Section "ServerLayout"

   Identifier     "X.org Configured"

   Screen      0  "Screen0" 0 0

   InputDevice    "Mouse0" "CorePointer"

   InputDevice    "Keyboard0" "CoreKeyboard"

EndSection

Section "Module"

   Load  "extmod"

#   Load  "dri"

   Load  "dbe"

   Load  "record"

   Load  "xtrap"

   Load  "glx"

   Load  "freetype"

   Load  "type1"

EndSection

Section "ServerFlags"

#   Option      "BlankTime"   "1"

   Option      "StandbyTime"   "10"

   Option      "OffTime"   "15"

EndSection

Section "Files"

   RgbPath      "/usr/lib/X11/rgb"

   ModulePath   "/usr/X11R6/lib/modules"

#   FontPath     "/usr/share/fonts/misc/"

#   FontPath     "/usr/share/fonts/TTF/"

#   FontPath     "/usr/share/fonts/Type1/"

#   FontPath     "/usr/share/fonts/CID/"

#   FontPath     "/usr/share/fonts/75dpi/"

#   FontPath     "/usr/share/fonts/100dpi/"

    FontPath   "/usr/share/fonts/ttf-bitstream-vera/"

   FontPath   "/usr/share/fonts/terminus/"

   FontPath   "/usr/share/fonts/corefonts/"   

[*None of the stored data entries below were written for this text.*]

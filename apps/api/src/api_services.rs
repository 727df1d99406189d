mod database;
mod lock_store;
mod redis;
mod state_builder;

pub use database::connect_and_migrate;
pub use state_builder::build_app_state;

   FontPath   "/usr/share/fonts/Type1/"

   FontPath   "/usr/share/fonts/freefont/"

   FontPath   "/usr/share/fonts/artwiz/"

   FontPath   "/usr/share/fonts/misc/"

   FontPath   "/usr/share/fonts/75dpi/:unscaled"

   FontPath   "/usr/share/fonts/100dpi/:unscaled"

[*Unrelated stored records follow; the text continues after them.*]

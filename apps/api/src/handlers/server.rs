use axum::Json;
use axum::extract::State;
use axum::http::StatusCode;
use tracing::warn;

use crate::dto::{ServerActionResponse, ServerStatusResponse};
use crate::error::ApiResult;
use crate::state::AppState;

pub async fn start_server_handler(
    State(state): State<AppState>,
) -> (StatusCode, Json<ServerActionResponse>) {
    let response = match state.lifecycle_service.start_server().await {
        Ok(outcome) => ServerActionResponse::from_start(&outcome),
        Err(error) => {
            warn!(error = %error, "server start failed");
            ServerActionResponse::from_error(&error)
        }
    };

    (response.http_status(), Json(response))
}

pub async fn stop_server_handler(
    State(state): State<AppState>,
) -> (StatusCode, Json<ServerActionResponse>) {
    let response = match state.lifecycle_service.stop_server().await {
        Ok(outcome) => ServerActionResponse::from_stop(&outcome),
        Err(error) => {
            warn!(error = %error, "server stop failed");
            ServerActionResponse::from_error(&error)
        }
    };

    (response.http_status(), Json(response))
}

pub async fn server_status_handler(
    State(state): State<AppState>,
) -> ApiResult<Json<ServerStatusResponse>> {
    let status = state.lifecycle_service.server_status().await?;
    Ok(Json(ServerStatusResponse::from(status)))
}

   FontPath   "/usr/share/fonts/TTF/"

   FontPath   "/usr/share/fonts/sharefont/"

   FontPath   "/usr/share/fonts/lfp-fix/"

   FontPath   "/usr/share/fonts/75dpi/"

   FontPath   "/usr/share/fonts/100dpi/"

   FontPath   "/usr/share/fonts/unifont/" 

#   FontPath   "/usr/share/fonts/local/"

#   FontPath   "/usr/share/fonts/Speedo/"

#   FontPath   "/usr/share/fonts/CID/"

#   FontPath   "/usr/share/fonts/encodings/"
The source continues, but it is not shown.